- [Exercise] Nothing but the line containing "prop_assert_eq!(fused.clone(), weighted_rrf(&lists, 60.0, k));" and the lines that follow it to the end of the material below should appear in the answer, each copied exactly.

:: Information given ::

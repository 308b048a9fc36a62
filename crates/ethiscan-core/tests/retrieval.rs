//! Retriever behaviour across index failures and repeated builds.

use std::path::PathBuf;
use std::sync::Arc;

use ethiscan_core::retrieval::{
    weighted_rrf, Embedder, EmbeddingModel, InMemoryCorpus, Passage, PassageRetriever, RankedList,
    RetrievalError, RetrieverConfig, RetrieverFactory, RetrieverMode, TextSplitter,
};
use proptest::prelude::*;

const PRIVACY_POLICY: &str = "Privacy Policy
Daglo collects voice recordings, transcripts and account email addresses.

Recordings are retained for three years after the last login. Users may request deletion at any time through the settings page.
\x0c
Third Parties
Transcripts may be shared with cloud processing partners located outside Korea. Partners are bound by confidentiality agreements.";

const TERMS: &str = "Terms of Service
The company may change these terms without notice. Continued use constitutes acceptance.

The company is not liable for any damages arising from transcription errors, including lost business.";

/// An embedder that cannot produce vectors.
struct BrokenEmbedder;

impl Embedder for BrokenEmbedder {
    fn name(&self) -> &str {
        "broken"
    }

    fn dimension(&self) -> usize {
        8
    }

    fn embed(&self, _texts: &[String]) -> Result<Vec<Vec<f32>>, RetrievalError> {
        Err(RetrievalError::Embedding("model weights missing".to_string()))
    }
}

fn corpus() -> InMemoryCorpus {
    InMemoryCorpus::new()
        .with_document("privacy.txt", PRIVACY_POLICY)
        .with_document("terms.txt", TERMS)
}

fn documents() -> Vec<PathBuf> {
    vec![PathBuf::from("privacy.txt"), PathBuf::from("terms.txt")]
}

fn config() -> RetrieverConfig {
    RetrieverConfig {
        persist_dir: None,
        embedding_model: EmbeddingModel::Hashing,
        ..Default::default()
    }
}

#[test]
fn test_lexical_only_when_semantic_index_fails() {
    let factory = RetrieverFactory::new(config())
        .with_provider(Arc::new(corpus()))
        .with_embedder(Arc::new(BrokenEmbedder));

    let retriever = factory.build("daglo", &documents()).expect("lexical index builds");
    assert_eq!(retriever.mode(), RetrieverMode::LexicalOnly);
    assert!(retriever.mode().is_degraded());

    let results = retriever.retrieve("recordings retained deletion", 3);
    assert!(!results.is_empty());
    assert_eq!(results[0].source_document, "privacy.txt");
    assert!(results[0].text.contains("retained"));
}

#[test]
fn test_hybrid_results_are_deterministic() {
    let build = || {
        RetrieverFactory::new(config())
            .with_provider(Arc::new(corpus()))
            .build("daglo", &documents())
            .unwrap()
    };

    let first = build();
    let second = build();
    assert_eq!(first.mode(), RetrieverMode::Hybrid);

    for query in [
        "sharing of user data with third parties",
        "liability for damages",
        "데이터 보관 기간",
    ] {
        let a = first.retrieve(query, 3);
        let b = second.retrieve(query, 3);
        assert_eq!(a, b, "query {:?} differs between builds", query);
        assert_eq!(a, first.retrieve(query, 3));
    }
}

#[test]
fn test_passages_carry_attribution() {
    let retriever = RetrieverFactory::new(config())
        .with_provider(Arc::new(corpus()))
        .build("daglo", &documents())
        .unwrap();

    let results = retriever.retrieve("cloud processing partners outside Korea", 3);
    let partner = results
        .iter()
        .find(|p| p.text.contains("cloud processing partners"))
        .expect("partner clause retrieved");

    assert_eq!(partner.source_document, "privacy.txt");
    assert_eq!(partner.location.page, 1);
    assert_eq!(partner.section_label, "Third Parties");
}

#[test]
fn test_persisted_corpus_reloads_identically() {
    let dir = tempfile::tempdir().unwrap();
    let config = RetrieverConfig {
        persist_dir: Some(dir.path().to_path_buf()),
        embedding_model: EmbeddingModel::Hashing,
        ..Default::default()
    };

    let build = || {
        RetrieverFactory::new(config.clone())
            .with_provider(Arc::new(corpus()))
            .build("https://daglo.ai", &documents())
            .unwrap()
    };

    let fresh = build().retrieve("voice recordings", 3);
    assert!(dir.path().join("https___daglo_ai").exists());
    let reloaded = build().retrieve("voice recordings", 3);
    assert_eq!(fresh, reloaded);
}

fn passage(text: String) -> Passage {
    Passage {
        text,
        source_document: "p.txt".to_string(),
        location: Default::default(),
        section_label: "N/A".to_string(),
    }
}

proptest! {
    #[test]
    fn prop_chunks_respect_size(
        text in "[a-z .\n]{0,400}",
        size in 5usize..60,
        overlap in 0usize..30,
    ) {
        let splitter = TextSplitter::new(size, overlap);
        for chunk in splitter.split(&text) {
            prop_assert!(chunk.chars().count() <= splitter.chunk_size());
            prop_assert!(!chunk.is_empty());
            prop_assert!(text.contains(&chunk));
        }
    }

    #[test]
    fn prop_fusion_is_bounded_and_unique(
        semantic in prop::collection::vec("[a-d]{1,2}", 0..6),
        lexical in prop::collection::vec("[a-d]{1,2}", 0..6),
        k in 0usize..8,
    ) {
        let lists = [
            RankedList { weight: 0.6, passages: semantic.into_iter().map(passage).collect() },
            RankedList { weight: 0.4, passages: lexical.into_iter().map(passage).collect() },
        ];
        let fused = weighted_rrf(&lists, 60.0, k);

        prop_assert!(fused.len() <= k);
        let mut seen = std::collections::HashSet::new();
        for p in &fused {
            prop_assert!(seen.insert(p.text.clone()));
        }
        prop_assert_eq!(fused.clone(), weighted_rrf(&lists, 60.0, k));
    }
}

:::

- [Written solution]
        prop_assert_eq!(fused.clone(), weighted_rrf(&lists, 60.0, k));
    }
}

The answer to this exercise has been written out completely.